● Record extracts:
-- Opening Marker --

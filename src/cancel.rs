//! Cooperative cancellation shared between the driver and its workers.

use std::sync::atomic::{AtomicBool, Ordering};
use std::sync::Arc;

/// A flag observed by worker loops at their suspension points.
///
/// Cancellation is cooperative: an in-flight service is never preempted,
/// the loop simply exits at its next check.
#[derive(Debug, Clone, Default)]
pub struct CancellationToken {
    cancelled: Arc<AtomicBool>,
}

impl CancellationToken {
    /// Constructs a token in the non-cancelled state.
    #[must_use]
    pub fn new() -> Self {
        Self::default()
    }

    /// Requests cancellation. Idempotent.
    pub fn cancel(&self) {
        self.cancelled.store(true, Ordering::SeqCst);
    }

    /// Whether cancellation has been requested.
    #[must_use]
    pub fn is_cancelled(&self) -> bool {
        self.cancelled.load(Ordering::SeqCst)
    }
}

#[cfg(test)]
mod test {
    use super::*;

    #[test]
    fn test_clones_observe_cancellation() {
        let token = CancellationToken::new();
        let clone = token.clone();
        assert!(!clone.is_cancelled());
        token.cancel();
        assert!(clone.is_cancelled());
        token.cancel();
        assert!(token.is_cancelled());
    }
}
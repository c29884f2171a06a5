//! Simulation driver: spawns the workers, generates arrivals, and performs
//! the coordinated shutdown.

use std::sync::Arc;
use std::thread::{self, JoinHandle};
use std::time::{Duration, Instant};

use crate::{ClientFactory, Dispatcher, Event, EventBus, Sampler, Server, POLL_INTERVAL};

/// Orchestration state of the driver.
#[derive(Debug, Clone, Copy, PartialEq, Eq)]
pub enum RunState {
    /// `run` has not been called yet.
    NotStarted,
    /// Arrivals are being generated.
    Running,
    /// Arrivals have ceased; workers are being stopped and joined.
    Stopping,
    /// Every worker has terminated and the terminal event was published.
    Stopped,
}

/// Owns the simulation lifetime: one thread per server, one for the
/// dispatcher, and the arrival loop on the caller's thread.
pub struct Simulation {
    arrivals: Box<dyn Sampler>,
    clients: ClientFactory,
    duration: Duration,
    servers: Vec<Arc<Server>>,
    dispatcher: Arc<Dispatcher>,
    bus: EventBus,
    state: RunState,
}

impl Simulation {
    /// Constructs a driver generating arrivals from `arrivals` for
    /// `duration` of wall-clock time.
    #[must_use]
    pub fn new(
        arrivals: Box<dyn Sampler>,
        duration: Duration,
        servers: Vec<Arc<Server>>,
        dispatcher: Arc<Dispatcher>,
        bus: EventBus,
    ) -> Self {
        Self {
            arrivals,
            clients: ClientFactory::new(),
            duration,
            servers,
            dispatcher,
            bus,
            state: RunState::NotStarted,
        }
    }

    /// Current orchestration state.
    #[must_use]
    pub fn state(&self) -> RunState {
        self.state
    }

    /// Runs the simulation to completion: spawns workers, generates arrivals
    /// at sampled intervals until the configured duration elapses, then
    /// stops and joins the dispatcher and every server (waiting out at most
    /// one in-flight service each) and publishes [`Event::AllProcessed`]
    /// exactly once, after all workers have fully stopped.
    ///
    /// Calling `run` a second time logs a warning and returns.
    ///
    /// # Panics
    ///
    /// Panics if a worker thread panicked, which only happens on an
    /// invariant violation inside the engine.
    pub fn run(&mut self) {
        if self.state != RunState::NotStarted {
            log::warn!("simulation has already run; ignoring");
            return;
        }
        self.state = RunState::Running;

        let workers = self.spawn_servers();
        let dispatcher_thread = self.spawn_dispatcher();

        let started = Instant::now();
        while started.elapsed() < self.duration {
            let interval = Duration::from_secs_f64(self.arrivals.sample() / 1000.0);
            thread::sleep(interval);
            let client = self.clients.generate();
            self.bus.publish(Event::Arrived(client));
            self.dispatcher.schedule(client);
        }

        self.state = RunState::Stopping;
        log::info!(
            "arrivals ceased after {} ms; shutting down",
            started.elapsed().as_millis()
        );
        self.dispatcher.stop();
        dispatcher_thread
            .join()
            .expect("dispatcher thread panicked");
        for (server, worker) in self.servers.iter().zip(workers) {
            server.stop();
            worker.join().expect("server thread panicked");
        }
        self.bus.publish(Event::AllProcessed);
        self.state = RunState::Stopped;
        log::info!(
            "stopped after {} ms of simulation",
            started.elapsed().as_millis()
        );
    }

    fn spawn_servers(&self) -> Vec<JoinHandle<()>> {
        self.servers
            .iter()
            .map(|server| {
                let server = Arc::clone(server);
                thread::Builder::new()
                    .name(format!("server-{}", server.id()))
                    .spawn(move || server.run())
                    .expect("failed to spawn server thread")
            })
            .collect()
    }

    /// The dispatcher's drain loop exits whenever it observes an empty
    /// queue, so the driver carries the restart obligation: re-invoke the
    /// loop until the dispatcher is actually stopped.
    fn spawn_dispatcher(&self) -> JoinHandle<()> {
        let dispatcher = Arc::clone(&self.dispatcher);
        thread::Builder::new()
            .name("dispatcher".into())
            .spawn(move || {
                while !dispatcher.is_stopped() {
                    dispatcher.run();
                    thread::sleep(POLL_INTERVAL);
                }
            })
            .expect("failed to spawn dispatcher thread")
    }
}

-- Closing Marker --

● Work request: Say how many lines of the records include the string "after"; the number alone is enough.

● Answer to the exercise: 3